No doubt by now you've heard about French Socialist Party presidential hopeful Segolene Royal mouthing off about her sympathy for Quebec sovereignty. While French politicians interfering in Canadian political affairs (or those of anybody, more on that in a bit) is nothing new, it is still a galling (de Gaulling?) act whenever it happens. Canadians were more than a little miffed over the "Vive le Quebec libre!" business of a generation ago, and this little outburst may be that act reincarnate for the current generation. Many of you who are here will know of the scorn and contempt I have for the French political class. That doesn't extend to the entire population; indeed, a French citizen is largely responsible for the success of the Montreal Canadiens this season. Moreover, I do regard Stephane Dion as a decent human being.
However, I'm of the mentality that Canada, much like its good neighbour to the south, should take every opportunity to embarrass and humiliate France. They are no allies of ours, or of freedom. Yes they may have a contingent in Afghanistan, but it is a paltry contribution relative to the work of the Canadian Forces, and their guys don't even leave their bases in the safer parts of Afghanistan at night. French elan simply is not what it used to be, and even that is not saying a whole lot given the history of the 20th century.
You see, France would prefer to coddle dictators and enjoy large-scale elaborate UN kickback schemes than act alongside its NATO partners in meaningful missions to improve humanity's lot. In the process, they'll meddle in the affairs of countries such as Poland, telling them to shut up and stay out of diplomatic and military discussions in the middle of a major crisis. Thankfully, Poland learned the lesson of what happened the last time the French sold them down the river, and ignored Paris's commands in 2003. Of course, the last time the French adopted a policy of "no liability at all" for major world events, they ended up going to war anyways, and being overrun within 6 weeks. If it weren't for the very countries they scorned in 2002-03, they'd still be colluding with the Germans to thwart the United Stat--oh, whoops, never mind. A country that clings to visions of past glory as if that is enough to give it points in today's era regularly demonstrates its moral and political bankruptcy. Their efforts to protect Saddam's regime and keep the cash flowing in, in the face of incontrovertible evidence of the regime's despicable human rights atrocities, proved fruitless when the threat of their veto was ignored. Their claims of Operation Iraqi Freedom lacking legitimacy were hollow and the revelation of French complicity in the oil-for-food scandal only highlighted the country's irrelevance and Janus-like nature.

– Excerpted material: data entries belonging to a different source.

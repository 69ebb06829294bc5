use chrono::NaiveDate;
use serde::{Deserialize, Serialize};

/// The two pet attributes the eligibility engine reads.
#[derive(Debug, Clone, PartialEq, Serialize, Deserialize)]
pub struct PetDescriptor {
    #[serde(default)]
    pub breed: String,
    /// Pounds; `0` means not provided.
    #[serde(default)]
    pub weight: f64,
}

impl PetDescriptor {
    pub fn new(breed: impl Into<String>, weight: f64) -> Self {
        Self {
            breed: breed.into(),
            weight,
        }
    }
}

/// Identifier wrapper for registered pets.
#[derive(Debug, Clone, PartialEq, Eq, Hash, PartialOrd, Ord, Serialize, Deserialize)]
pub struct PetId(pub String);

/// Identifier wrapper for client accounts.
#[derive(Debug, Clone, PartialEq, Eq, Hash, Serialize, Deserialize)]
pub struct ClientId(pub String);

/// Identifier wrapper for submitted bookings.
#[derive(Debug, Clone, PartialEq, Eq, Hash, Serialize, Deserialize)]
pub struct BookingId(pub String);

#[derive(Debug, Clone, Copy, PartialEq, Eq, Default, Serialize, Deserialize)]
#[serde(rename_all = "snake_case")]
pub enum Species {
    #[default]
    Dog,
    Cat,
    Bird,
    Other,
}

/// Owner's answer to "gets along with other dogs/cats?".
#[derive(Debug, Clone, Copy, PartialEq, Eq, Default, Serialize, Deserialize)]
#[serde(rename_all = "snake_case")]
pub enum Sociability {
    Yes,
    Sometimes,
    No,
    #[default]
    Unknown,
}

#[derive(Debug, Clone, Copy, PartialEq, Eq, Default, Serialize, Deserialize)]
#[serde(rename_all = "snake_case")]
pub enum PetApproval {
    #[default]
    Pending,
    Approved,
    Blocked,
}

/// A pet already on file for a client account.
#[derive(Debug, Clone, PartialEq, Serialize, Deserialize)]
pub struct Pet {
    pub id: PetId,
    pub client_id: ClientId,
    pub name: String,
    #[serde(default)]
    pub species: Species,
    #[serde(default)]
    pub breed: Option<String>,
    #[serde(default)]
    pub weight: Option<f64>,
    #[serde(default)]
    pub age_years: Option<u8>,
    #[serde(default)]
    pub is_puppy: bool,
    #[serde(default)]
    pub needs_medication: bool,
    #[serde(default)]
    pub medication_notes: Option<String>,
    #[serde(default)]
    pub gets_along_dogs: Sociability,
    #[serde(default)]
    pub gets_along_cats: Sociability,
    #[serde(default)]
    pub special_needs: Option<String>,
    #[serde(default)]
    pub status: PetApproval,
}

impl Pet {
    pub fn descriptor(&self) -> PetDescriptor {
        PetDescriptor {
            breed: self.breed.clone().unwrap_or_default(),
            weight: self.weight.unwrap_or(0.0),
        }
    }
}

/// A pet entered on the booking form for the first time.
#[derive(Debug, Clone, PartialEq, Serialize, Deserialize)]
#[serde(rename_all = "camelCase")]
pub struct NewPet {
    pub name: String,
    #[serde(default)]
    pub species: Species,
    #[serde(default)]
    pub breed: String,
    #[serde(default)]
    pub weight: f64,
    #[serde(default)]
    pub age_years: u8,
    #[serde(default)]
    pub is_puppy: bool,
    #[serde(default)]
    pub needs_medication: bool,
    #[serde(default)]
    pub medication_notes: String,
    #[serde(default)]
    pub gets_along_dogs: Sociability,
    #[serde(default)]
    pub gets_along_cats: Sociability,
    #[serde(default)]
    pub special_needs: String,
}

impl NewPet {
    pub fn descriptor(&self) -> PetDescriptor {
        PetDescriptor::new(self.breed.clone(), self.weight)
    }
}

/// Account standing as tracked by the backend.
#[derive(Debug, Clone, Copy, PartialEq, Eq, Default, Serialize, Deserialize)]
#[serde(rename_all = "snake_case")]
pub enum ClientStatus {
    #[default]
    New,
    Pending,
    Approved,
    Active,
    Blocked,
}

impl ClientStatus {
    /// Only clients without an approved stay count as new.
    pub fn is_new(self) -> bool {
        matches!(self, ClientStatus::New)
    }
}

#[derive(Debug, Clone, Copy, PartialEq, Eq, Serialize, Deserialize)]
#[serde(rename_all = "snake_case")]
pub enum ServiceKind {
    Boarding,
    Daycare,
}

#[derive(Debug, Clone, PartialEq, Eq, Serialize, Deserialize)]
pub struct ClientContact {
    pub name: String,
    pub email: String,
    #[serde(default)]
    pub phone: String,
}

/// Booking form payload as submitted by the wizard.
#[derive(Debug, Clone, PartialEq, Serialize, Deserialize)]
#[serde(rename_all = "camelCase")]
pub struct BookingRequest {
    pub service: ServiceKind,
    pub check_in: NaiveDate,
    pub check_out: NaiveDate,
    pub client: ClientContact,
    #[serde(default)]
    pub client_id: Option<ClientId>,
    /// Reported by the caller, so it is only trusted alongside a client id.
    #[serde(default)]
    pub client_status: ClientStatus,
    #[serde(default)]
    pub pets: Vec<NewPet>,
    #[serde(default)]
    pub registered_pet_ids: Vec<PetId>,
}

impl BookingRequest {
    /// Guests have no approved stay on file, whatever status they claim.
    pub fn client_is_new(&self) -> bool {
        self.client_id.is_none() || self.client_status.is_new()
    }
}

#[derive(Debug, Clone, Copy, PartialEq, Eq, Serialize, Deserialize)]
#[serde(rename_all = "snake_case")]
pub enum BookingStatus {
    Pending,
    #[serde(rename = "pending_meetgreet")]
    PendingMeetGreet,
    Confirmed,
    Completed,
    Cancelled,
}

impl BookingStatus {
    pub const fn label(self) -> &'static str {
        match self {
            BookingStatus::Pending => "pending",
            BookingStatus::PendingMeetGreet => "pending_meetgreet",
            BookingStatus::Confirmed => "confirmed",
            BookingStatus::Completed => "completed",
            BookingStatus::Cancelled => "cancelled",
        }
    }
}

I realize that we live in an era where sovereignty is conditional. However, Canada's integrity as a nation-state has been challenged twice, and defeated twice. For a decrepit power such as France to seek to interject itself into Canadian affairs is laughable and contemptible. Stephen Harper's swift condemnation of the French Socialist leader was a stroke of brilliance, and if it is to be criticized, it should be only for not going far enough. Harper should dis-invite the next president of France, particularly if it is Royal, to the celebrations surrounding the 400 year anniversary of the founding of Quebec. If France does not respect Canadian unity, we are under no obligation to invite them to our parties, especially if they've already snubbed past invitations.
State of the Union 2007
Switching gears to a country I respect, tonight is the 2007 edition of the State of the Union Address by George W. Bush. In the past, the SOTU has served as a major venue for Bush to establish strong positions for the United States. Nobody will ever forget the 2002 edition and the establishment of the "axis of evil," and the 2003 version made it abundantly clear that the United States was prepared to do what was necessary to remove the threat of Saddam Hussein, regardless of French impotent intransigence.
However, this year's SOTU is not shaping up to be particularly eventful. The advance press mentions little in the realm of foreign policy, and the most quoted headline involves the President seeking to convince Americans to consume less gas. That's not the kind of thing that will get a disenchanted public motivated to rally around the President. I don't know if it's executive fatigue or what all, but it's clear that Bush has lost the initiative and resoluteness that defined the early years of his presidency. The announcement of a renewed push towards resolving the Israeli-Palestinian issue indicates that he's ready to go into legacy mode. Likely, it will end up the same way as Clinton's legacy-building efforts, even without the insurmountable obstacle that was Yasser Arafat. Bush needs to announce something innovative and creative to get the initiative back on side, before it really is too late. One could argue that we're already irrevocably past that point, and have been since Katrina, but with almost two full years left, there is still plenty of time for Bush to turn things around and get his Administration back in the driver's seat.